> DATASET CONTENT:
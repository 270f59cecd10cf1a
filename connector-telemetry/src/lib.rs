//! Logging setup shared by connectors, their examples and their tests.

pub mod tracing;

pub use crate::tracing::{
    LogFlusher, TracingError, TracingOptions, init_test_tracing, init_tracing,
    init_tracing_with_options,
};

> GOAL OF THE EXERCISE:
Can you restate every record above word for word?

> OUTPUT:
repository 270f59cecd10cf1a
filename connector-telemetry/src/lib.rs
//! Logging setup shared by connectors, their examples and their tests.

pub mod tracing;

pub use crate::tracing::{
    LogFlusher, TracingError, TracingOptions, init_test_tracing, init_tracing,
    init_tracing_with_options,
};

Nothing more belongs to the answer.